Study material section start

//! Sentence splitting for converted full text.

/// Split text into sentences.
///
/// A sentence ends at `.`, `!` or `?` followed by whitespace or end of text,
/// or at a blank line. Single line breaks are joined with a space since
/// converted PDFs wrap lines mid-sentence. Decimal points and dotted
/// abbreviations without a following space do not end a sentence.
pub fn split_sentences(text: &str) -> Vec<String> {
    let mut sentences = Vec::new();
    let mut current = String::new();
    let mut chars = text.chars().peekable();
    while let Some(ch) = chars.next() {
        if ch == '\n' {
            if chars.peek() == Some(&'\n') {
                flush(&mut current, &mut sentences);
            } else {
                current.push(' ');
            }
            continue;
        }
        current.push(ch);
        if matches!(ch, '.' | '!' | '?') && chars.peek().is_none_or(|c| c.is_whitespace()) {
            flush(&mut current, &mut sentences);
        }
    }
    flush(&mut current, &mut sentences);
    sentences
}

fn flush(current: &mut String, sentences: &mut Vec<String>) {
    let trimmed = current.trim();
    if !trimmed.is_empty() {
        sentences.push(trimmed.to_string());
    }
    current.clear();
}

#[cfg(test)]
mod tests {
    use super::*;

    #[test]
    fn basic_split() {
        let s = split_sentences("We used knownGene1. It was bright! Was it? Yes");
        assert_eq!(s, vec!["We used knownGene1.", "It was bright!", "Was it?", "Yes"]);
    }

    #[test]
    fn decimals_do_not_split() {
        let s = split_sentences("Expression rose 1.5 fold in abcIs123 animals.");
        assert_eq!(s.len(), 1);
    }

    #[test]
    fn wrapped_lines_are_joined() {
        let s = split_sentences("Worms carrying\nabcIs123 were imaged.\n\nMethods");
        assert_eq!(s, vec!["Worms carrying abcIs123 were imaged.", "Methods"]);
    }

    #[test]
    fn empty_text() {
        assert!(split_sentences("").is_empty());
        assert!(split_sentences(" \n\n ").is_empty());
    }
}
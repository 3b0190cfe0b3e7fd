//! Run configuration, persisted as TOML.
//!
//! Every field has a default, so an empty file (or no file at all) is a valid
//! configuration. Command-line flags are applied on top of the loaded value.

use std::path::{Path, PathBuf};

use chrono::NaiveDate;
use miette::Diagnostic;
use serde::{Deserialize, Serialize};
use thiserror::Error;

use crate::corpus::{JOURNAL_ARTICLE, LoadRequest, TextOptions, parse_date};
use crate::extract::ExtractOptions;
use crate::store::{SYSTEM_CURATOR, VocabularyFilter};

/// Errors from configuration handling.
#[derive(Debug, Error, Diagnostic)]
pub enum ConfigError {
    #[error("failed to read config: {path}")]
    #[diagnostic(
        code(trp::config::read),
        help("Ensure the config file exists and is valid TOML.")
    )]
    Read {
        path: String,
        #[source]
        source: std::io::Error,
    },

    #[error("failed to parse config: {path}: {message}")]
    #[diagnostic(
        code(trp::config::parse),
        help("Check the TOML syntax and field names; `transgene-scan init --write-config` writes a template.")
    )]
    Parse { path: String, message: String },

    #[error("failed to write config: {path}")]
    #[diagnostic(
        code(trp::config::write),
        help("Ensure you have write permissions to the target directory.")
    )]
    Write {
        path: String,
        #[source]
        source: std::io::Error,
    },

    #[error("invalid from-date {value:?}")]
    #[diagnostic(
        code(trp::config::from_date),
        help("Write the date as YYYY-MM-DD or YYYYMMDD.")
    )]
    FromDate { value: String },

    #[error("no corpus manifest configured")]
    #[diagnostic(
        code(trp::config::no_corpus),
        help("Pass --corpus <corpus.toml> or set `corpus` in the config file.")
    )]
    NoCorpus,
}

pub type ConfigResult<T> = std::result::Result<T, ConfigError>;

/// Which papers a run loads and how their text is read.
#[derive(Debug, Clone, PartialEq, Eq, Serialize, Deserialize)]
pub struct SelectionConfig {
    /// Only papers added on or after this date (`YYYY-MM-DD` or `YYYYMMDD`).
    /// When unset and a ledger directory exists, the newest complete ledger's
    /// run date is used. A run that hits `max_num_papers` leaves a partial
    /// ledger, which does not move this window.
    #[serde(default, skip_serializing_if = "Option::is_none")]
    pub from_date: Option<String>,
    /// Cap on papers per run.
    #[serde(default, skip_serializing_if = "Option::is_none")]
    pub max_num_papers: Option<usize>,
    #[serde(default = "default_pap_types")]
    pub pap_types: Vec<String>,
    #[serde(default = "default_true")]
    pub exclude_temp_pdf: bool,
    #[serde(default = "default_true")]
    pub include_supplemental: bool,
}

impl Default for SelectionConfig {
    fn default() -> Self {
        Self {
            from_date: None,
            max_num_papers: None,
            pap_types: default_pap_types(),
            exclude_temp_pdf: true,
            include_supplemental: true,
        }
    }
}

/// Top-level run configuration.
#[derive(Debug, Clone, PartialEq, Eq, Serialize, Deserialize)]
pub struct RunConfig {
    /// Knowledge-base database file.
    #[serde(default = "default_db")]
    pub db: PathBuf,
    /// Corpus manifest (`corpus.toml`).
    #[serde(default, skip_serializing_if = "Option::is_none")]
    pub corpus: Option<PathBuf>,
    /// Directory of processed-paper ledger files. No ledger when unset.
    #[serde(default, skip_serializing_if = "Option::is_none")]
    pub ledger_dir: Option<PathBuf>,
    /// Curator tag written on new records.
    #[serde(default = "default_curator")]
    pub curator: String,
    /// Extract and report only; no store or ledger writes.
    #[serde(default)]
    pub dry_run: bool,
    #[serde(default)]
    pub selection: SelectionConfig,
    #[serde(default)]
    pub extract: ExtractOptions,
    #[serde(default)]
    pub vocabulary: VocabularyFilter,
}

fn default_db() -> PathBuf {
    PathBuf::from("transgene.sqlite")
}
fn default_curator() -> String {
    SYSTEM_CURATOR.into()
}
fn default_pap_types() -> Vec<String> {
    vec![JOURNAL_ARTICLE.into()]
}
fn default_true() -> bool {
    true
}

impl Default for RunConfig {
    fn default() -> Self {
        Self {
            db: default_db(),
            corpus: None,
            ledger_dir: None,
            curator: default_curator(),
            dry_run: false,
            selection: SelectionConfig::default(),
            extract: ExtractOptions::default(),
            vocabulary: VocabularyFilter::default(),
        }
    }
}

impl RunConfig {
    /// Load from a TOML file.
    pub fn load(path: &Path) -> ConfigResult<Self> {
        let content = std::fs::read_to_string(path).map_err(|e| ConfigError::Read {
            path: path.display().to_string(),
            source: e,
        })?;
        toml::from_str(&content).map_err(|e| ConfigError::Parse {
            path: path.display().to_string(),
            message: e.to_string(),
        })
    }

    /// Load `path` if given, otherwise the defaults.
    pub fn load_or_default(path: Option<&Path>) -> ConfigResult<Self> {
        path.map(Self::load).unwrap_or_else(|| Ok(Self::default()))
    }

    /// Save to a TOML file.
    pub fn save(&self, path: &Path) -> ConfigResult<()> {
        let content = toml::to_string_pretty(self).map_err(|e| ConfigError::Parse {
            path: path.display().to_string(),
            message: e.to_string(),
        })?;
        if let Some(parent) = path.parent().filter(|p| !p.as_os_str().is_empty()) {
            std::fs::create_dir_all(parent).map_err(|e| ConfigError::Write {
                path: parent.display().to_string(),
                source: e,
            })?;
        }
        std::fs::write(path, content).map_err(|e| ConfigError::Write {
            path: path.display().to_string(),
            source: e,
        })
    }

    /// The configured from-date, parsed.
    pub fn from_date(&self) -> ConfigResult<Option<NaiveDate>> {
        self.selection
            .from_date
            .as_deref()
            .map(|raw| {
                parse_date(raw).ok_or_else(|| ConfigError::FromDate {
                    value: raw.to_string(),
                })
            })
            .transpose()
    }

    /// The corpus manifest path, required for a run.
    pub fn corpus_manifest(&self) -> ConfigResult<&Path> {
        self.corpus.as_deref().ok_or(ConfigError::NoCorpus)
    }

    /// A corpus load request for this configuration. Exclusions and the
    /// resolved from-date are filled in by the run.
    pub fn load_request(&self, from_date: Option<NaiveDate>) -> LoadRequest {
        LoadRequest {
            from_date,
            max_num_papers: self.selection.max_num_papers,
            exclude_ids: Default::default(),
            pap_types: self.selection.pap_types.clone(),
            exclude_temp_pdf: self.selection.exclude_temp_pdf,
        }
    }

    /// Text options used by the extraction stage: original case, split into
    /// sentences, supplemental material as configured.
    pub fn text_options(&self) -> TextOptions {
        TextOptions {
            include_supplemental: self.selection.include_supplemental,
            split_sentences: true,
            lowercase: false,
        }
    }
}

Study material section end
Study material section start

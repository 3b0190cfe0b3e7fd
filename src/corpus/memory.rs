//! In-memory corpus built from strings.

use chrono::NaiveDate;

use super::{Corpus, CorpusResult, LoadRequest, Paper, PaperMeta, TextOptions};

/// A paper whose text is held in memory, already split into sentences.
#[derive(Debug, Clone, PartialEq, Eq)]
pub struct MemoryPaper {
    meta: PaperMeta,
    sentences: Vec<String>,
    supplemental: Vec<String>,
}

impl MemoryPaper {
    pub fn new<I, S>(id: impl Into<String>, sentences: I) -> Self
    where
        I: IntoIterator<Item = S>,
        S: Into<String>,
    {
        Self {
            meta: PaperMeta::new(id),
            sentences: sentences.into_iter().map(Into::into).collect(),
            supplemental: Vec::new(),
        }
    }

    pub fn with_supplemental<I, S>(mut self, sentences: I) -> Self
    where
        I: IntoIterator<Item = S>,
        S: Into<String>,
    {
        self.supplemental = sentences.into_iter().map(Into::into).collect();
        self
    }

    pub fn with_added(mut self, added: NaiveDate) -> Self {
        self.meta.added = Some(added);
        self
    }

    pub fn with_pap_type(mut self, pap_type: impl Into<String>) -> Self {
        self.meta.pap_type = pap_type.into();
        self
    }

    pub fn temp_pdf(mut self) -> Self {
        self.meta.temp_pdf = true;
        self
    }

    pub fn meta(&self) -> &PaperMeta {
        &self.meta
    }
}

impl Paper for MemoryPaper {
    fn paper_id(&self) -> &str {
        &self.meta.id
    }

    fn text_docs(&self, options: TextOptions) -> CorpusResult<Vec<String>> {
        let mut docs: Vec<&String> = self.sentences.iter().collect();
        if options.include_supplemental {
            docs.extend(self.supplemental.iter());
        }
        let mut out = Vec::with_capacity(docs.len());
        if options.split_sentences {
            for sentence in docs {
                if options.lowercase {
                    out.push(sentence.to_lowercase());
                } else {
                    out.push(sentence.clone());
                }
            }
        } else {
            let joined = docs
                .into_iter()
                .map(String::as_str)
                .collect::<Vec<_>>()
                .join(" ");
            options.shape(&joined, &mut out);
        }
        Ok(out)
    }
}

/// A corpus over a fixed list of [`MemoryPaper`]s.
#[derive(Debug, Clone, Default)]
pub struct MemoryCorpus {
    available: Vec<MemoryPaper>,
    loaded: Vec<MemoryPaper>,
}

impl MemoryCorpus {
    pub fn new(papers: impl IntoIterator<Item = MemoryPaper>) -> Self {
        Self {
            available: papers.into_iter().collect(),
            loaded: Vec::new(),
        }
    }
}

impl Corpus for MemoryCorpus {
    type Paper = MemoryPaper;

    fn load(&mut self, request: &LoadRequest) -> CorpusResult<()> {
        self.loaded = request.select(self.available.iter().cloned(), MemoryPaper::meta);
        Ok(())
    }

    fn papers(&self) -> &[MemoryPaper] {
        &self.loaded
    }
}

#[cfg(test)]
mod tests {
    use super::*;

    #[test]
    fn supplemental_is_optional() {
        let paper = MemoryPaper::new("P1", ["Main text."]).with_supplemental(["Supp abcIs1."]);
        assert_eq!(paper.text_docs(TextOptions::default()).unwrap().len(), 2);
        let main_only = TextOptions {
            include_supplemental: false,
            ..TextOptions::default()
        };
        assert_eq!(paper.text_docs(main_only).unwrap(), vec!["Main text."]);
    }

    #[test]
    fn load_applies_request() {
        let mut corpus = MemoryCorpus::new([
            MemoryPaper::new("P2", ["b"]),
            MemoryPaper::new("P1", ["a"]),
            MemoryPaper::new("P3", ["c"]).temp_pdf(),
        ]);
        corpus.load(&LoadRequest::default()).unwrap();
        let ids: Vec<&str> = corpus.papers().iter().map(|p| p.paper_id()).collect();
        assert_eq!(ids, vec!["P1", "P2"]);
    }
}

Study material section end

_What you are asked to do_
Send back exactly the lines of the listing above starting at the one with "let mut current = String::new();" and ending at the one with "if matches!(ch, '.'", inclusive, and no others.

_Solution_
    let mut current = String::new();
    let mut chars = text.chars().peekable();
    while let Some(ch) = chars.next() {
        if ch == '\n' {
            if chars.peek() == Some(&'\n') {
                flush(&mut current, &mut sentences);
            } else {
                current.push(' ');
            }
            continue;
        }
        current.push(ch);
        if matches!(ch, '.' | '!' | '?') && chars.peek().is_none_or(|c| c.is_whitespace()) {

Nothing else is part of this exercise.